RECORDS:
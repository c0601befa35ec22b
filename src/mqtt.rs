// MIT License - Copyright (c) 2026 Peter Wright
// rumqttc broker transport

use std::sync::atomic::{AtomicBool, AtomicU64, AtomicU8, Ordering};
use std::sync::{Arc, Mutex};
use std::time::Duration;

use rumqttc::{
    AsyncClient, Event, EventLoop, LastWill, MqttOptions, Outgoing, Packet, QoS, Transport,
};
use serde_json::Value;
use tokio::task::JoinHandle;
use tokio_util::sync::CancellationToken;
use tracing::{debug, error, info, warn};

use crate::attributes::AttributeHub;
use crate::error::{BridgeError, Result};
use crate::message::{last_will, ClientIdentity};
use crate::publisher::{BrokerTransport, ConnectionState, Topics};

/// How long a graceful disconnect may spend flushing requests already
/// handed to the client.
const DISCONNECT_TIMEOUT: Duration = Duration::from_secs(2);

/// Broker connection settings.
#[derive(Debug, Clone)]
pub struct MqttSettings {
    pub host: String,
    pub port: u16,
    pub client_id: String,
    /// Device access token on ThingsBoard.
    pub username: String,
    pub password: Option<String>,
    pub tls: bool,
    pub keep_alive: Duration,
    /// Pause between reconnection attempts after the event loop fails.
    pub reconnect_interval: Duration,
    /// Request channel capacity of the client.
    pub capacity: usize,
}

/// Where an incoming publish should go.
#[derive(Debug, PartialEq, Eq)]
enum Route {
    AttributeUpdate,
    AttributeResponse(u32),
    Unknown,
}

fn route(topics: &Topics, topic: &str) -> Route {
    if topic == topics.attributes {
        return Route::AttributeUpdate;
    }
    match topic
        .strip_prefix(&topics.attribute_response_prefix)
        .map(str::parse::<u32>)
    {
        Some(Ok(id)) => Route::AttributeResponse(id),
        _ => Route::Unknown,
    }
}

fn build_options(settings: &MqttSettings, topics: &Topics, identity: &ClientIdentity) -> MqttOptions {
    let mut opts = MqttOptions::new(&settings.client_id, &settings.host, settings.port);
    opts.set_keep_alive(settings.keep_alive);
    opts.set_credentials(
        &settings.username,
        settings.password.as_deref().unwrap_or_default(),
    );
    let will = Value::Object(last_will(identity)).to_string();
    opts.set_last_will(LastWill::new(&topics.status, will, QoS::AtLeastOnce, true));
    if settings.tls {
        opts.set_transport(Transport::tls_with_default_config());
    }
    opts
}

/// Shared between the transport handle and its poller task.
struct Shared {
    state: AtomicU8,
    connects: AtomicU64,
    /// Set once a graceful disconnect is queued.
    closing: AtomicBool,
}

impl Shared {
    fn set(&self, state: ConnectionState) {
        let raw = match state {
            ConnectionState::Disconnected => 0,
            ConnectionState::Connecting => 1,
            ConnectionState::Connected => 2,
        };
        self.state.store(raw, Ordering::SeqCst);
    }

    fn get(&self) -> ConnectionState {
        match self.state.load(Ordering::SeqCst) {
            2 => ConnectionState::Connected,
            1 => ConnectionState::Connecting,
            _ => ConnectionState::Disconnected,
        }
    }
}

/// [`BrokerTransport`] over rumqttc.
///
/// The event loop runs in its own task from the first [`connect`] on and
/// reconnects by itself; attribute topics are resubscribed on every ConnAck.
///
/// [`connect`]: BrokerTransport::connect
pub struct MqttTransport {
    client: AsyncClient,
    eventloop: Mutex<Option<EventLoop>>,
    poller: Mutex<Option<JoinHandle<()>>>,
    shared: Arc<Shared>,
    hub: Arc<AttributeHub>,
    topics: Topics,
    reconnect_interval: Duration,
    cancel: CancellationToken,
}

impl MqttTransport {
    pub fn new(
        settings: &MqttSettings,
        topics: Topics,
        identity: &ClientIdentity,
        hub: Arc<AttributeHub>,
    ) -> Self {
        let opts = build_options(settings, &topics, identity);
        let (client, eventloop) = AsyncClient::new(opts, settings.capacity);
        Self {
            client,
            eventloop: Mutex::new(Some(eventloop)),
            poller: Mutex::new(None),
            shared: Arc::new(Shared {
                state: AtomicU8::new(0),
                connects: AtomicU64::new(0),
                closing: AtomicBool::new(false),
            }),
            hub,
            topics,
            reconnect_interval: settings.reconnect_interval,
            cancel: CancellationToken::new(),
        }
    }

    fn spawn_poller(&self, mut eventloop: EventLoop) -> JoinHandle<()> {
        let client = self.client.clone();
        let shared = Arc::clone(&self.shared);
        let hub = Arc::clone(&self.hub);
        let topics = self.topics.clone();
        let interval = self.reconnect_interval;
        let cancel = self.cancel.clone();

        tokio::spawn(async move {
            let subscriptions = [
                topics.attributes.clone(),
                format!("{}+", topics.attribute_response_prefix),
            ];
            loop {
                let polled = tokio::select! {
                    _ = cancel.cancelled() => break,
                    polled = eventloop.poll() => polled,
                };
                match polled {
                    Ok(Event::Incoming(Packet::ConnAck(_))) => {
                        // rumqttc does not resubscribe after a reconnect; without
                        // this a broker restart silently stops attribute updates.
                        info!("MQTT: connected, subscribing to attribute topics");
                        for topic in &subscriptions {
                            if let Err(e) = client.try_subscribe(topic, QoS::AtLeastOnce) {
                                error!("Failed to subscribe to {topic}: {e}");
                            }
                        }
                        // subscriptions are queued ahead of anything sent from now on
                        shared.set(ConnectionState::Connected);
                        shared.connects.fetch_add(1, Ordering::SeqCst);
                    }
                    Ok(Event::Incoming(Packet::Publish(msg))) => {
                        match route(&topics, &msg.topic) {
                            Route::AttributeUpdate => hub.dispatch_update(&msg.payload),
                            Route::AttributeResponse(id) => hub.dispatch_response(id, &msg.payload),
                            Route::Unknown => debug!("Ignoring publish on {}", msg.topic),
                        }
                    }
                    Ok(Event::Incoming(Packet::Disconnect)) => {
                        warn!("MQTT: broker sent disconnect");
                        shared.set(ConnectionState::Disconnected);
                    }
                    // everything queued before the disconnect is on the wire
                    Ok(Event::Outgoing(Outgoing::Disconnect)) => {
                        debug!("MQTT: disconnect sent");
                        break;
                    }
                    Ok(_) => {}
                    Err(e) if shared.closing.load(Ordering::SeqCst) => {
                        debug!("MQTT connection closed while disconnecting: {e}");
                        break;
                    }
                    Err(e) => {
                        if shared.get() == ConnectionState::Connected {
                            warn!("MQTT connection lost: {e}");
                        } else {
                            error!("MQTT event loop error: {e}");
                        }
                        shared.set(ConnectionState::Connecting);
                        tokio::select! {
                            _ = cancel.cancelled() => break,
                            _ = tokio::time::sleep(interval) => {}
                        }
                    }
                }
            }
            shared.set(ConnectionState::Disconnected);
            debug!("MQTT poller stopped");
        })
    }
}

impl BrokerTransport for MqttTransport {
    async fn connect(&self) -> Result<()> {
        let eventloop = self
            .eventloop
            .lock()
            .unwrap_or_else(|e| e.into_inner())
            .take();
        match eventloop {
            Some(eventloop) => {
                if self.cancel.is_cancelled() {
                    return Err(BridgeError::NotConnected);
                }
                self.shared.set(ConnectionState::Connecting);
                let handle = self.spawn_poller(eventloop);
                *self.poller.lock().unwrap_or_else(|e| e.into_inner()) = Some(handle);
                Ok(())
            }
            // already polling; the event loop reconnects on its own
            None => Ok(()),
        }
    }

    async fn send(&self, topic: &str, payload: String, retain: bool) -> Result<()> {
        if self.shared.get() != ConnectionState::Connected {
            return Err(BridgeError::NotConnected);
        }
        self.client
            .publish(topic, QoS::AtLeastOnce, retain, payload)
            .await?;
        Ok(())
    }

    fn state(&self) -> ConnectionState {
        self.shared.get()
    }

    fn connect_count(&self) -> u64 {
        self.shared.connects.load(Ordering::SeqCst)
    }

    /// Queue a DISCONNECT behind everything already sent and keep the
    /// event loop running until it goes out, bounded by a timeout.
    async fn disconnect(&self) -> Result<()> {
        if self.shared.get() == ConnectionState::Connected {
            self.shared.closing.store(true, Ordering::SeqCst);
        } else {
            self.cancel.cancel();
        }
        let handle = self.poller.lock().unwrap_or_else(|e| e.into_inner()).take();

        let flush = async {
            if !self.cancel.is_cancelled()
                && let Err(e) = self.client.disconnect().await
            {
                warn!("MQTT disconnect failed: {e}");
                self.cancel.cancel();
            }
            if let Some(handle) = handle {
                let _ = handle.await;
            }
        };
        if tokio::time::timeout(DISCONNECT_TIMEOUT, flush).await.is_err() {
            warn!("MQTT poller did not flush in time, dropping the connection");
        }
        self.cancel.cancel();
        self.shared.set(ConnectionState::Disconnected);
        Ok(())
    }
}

TASK TO COMPLETE: In the records above, collect each line with "attributes".

RESPONSE:
use crate::attributes::AttributeHub;
    if topic == topics.attributes {
                topics.attributes.clone(),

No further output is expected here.